August 16, 2006

The Lessons of London

By Jacob Laksin
FrontPageMagazine.com


Details about last week's disrupted plane-bombing plot are still emerging, but two points already seem clear: American intelligence and police agencies remain far behind their British counterparts in their capacity to crack down on terrorists before they act, and the “legal left” and its media amplifiers deserve much of the blame.

Much has been made of the fact that tips from U.S. intelligence services aided British authorities in foiling last week’s plot. Undoubtedly, this played an important role.

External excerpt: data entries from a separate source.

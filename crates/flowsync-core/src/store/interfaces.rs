// ── Interface set ──
//
// Interfaces are discovered by the host and only read here. Flow
// statistics are aggregated per interface and written back as a
// column-subset update.

use std::time::Duration;

use indexmap::IndexMap;
use tracing::{debug, info, warn};

use super::registry::FlowRegistry;
use crate::error::CoreError;
use crate::model::{DcfInterfaceIndex, Flow, FlowDirection, Incoming, Interface, InterfaceStats, Outgoing};
use crate::table::{TableId, TableRow, TableStore};
use crate::wait::wait_until;

#[derive(Debug, Clone, Default)]
pub struct InterfaceSet {
    interfaces: IndexMap<String, Interface>,
}

impl InterfaceSet {
    pub fn new() -> Self {
        Self::default()
    }

    pub fn get(&self, id: &str) -> Option<&Interface> {
        self.interfaces.get(id)
    }

    pub fn len(&self) -> usize {
        self.interfaces.len()
    }

    pub fn is_empty(&self) -> bool {
        self.interfaces.is_empty()
    }

    pub fn iter(&self) -> impl Iterator<Item = &Interface> {
        self.interfaces.values()
    }

    /// Replace the set from interface rows.
    ///
    /// A row without an explicit DCF id is resolved through the dynamic
    /// link of `dcf_group`, when one is configured.
    pub fn load(&mut self, rows: &[TableRow], dcf: &DcfInterfaceIndex, dcf_group: Option<i32>) -> usize {
        self.interfaces.clear();
        for row in rows {
            if row.key.trim().is_empty() {
                warn!("skipping interface row without id");
                continue;
            }
            let mut intf = Interface::from_row(row);
            match intf.dcf_interface_id {
                Some(id) if dcf.find(id).is_none() => {
                    warn!(interface = %intf.id, dcf_id = id, "unknown dcf interface reference dropped");
                    intf.dcf_interface_id = None;
                }
                Some(_) => {}
                None => {
                    intf.dcf_interface_id = dcf_group
                        .and_then(|group| dcf.find_linked(group, &intf.id))
                        .map(|d| d.id);
                }
            }
            self.interfaces.insert(intf.id.clone(), intf);
        }
        debug!(interfaces = self.len(), dcf = dcf.len(), "interface table loaded");
        self.len()
    }

    /// Wait for the host to fill the interface table, then load it.
    pub async fn bootstrap(
        &mut self,
        store: &dyn TableStore,
        expected_rows: usize,
        interval: Duration,
        timeout: Duration,
        dcf_group: Option<i32>,
    ) -> Result<usize, CoreError> {
        if expected_rows > 0 {
            wait_until(
                "interface table",
                || Ok(store.row_count(TableId::Interfaces)? >= expected_rows),
                interval,
                timeout,
            )
            .await?;
        }
        let dcf = DcfInterfaceIndex::from_rows(&store.read(TableId::DcfInterfaces)?);
        let loaded = self.load(&store.read(TableId::Interfaces)?, &dcf, dcf_group);
        info!(loaded, expected_rows, "interfaces bootstrapped");
        Ok(loaded)
    }

    // ── Statistics ───────────────────────────────────────────────────

    /// Recount flows and bitrates per interface from both registries.
    /// Flows referencing an unknown interface are not counted.
    pub fn recompute_stats(&mut self, incoming: &FlowRegistry<Incoming>, outgoing: &FlowRegistry<Outgoing>) {
        for intf in self.interfaces.values_mut() {
            intf.stats = InterfaceStats::default();
        }
        for flow in incoming.iter() {
            if let Some(stats) = self.stats_for(flow) {
                stats.rx_flows += 1;
                stats.rx_bitrate += flow.bitrate;
                if flow.expected_bitrate >= 0.0 {
                    stats.expected_rx_bitrate += flow.expected_bitrate;
                }
            }
        }
        for flow in outgoing.iter() {
            if let Some(stats) = self.stats_for(flow) {
                stats.tx_flows += 1;
                stats.tx_bitrate += flow.bitrate;
                if flow.expected_bitrate >= 0.0 {
                    stats.expected_tx_bitrate += flow.expected_bitrate;
                }
            }
        }
    }

    fn stats_for<D: FlowDirection>(&mut self, flow: &Flow<D>) -> Option<&mut InterfaceStats> {
        self.interfaces.get_mut(&flow.interface).map(|i| &mut i.stats)
    }

    pub fn sync_statistics(&self, store: &dyn TableStore) -> Result<(), CoreError> {
        if self.interfaces.is_empty() {
            return Ok(());
        }
        let rows = self.interfaces.values().map(Interface::statistics_row).collect();
        // The host owns the row set; only our counters are written.
        store.update_columns(TableId::Interfaces, rows)
    }
}
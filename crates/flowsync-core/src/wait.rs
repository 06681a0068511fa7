// ── Bounded readiness wait ──
//
// Polls a condition on a fixed interval until it holds or the overall
// timeout elapses. There is no other cancellation.

use std::time::Duration;

use tokio::time::{self, Instant, MissedTickBehavior};
use tracing::trace;

use crate::error::CoreError;

/// Wait until `condition` returns `true`, checking every `interval`.
///
/// The condition is checked once immediately. Errors from the condition
/// abort the wait and are returned as-is.
pub async fn wait_until<F>(
    what: &str,
    mut condition: F,
    interval: Duration,
    timeout: Duration,
) -> Result<(), CoreError>
where
    F: FnMut() -> Result<bool, CoreError>,
{
    let deadline = Instant::now() + timeout;
    let mut ticker = time::interval(interval.max(Duration::from_millis(1)));
    ticker.set_missed_tick_behavior(MissedTickBehavior::Delay);

    loop {
        ticker.tick().await;
        if condition()? {
            return Ok(());
        }
        if Instant::now() >= deadline {
            return Err(CoreError::Timeout {
                what: what.to_owned(),
                timeout_ms: u64::try_from(timeout.as_millis()).unwrap_or(u64::MAX),
            });
        }
        trace!(what, "condition not met yet");
    }
}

At the same time, the operation that culminated with raids on London suburbs and 24 arrests was very much a product of Britain’s tough-minded counterterrorism laws and a more enlightened public attitude about security threats in the post-9/11 era.

Not the least trivial advantage afforded British law enforcement officers is clarity about the nature of the enemy. Read through Britain’s police codes and you will see intermittent concessions to political correctness, as when police officers conducting a search are cautioned “not to discriminate against members of minority groups in the exercise of their powers.” More noteworthy, however, is the acknowledgement that “there are times when it is appropriate for officers to take account of the person’s ethnic origin,” especially since “some international terrorist groups are associated with particular identities.” In focusing their investigation on British Muslims, many of them of Pakistani ancestry, British intelligence services plainly chose the latter approach.

Indeed, they went further than that. British intelligence used an agent to infiltrate the terrorist suspects’ circle in December of last year--a step that proved critical in uncovering the plot. In addition, both Britain’s center-left government and its security agencies have long maintained that Muslim communities and mosques need to be monitored carefully for any connections to terrorism. American politicians, on the other hand, generally avoid raising the issue. Their reticence, though unfortunate, is understandable: Massachusetts Governor Mitt Romney was pilloried by self-styled civil liberties and Muslim groups last September after daring to suggest that using wiretaps to monitor mosques and their attendees might be a reasonable way of tracking terrorism plots in the planning stages. (Romney, to his credit, did not back down.)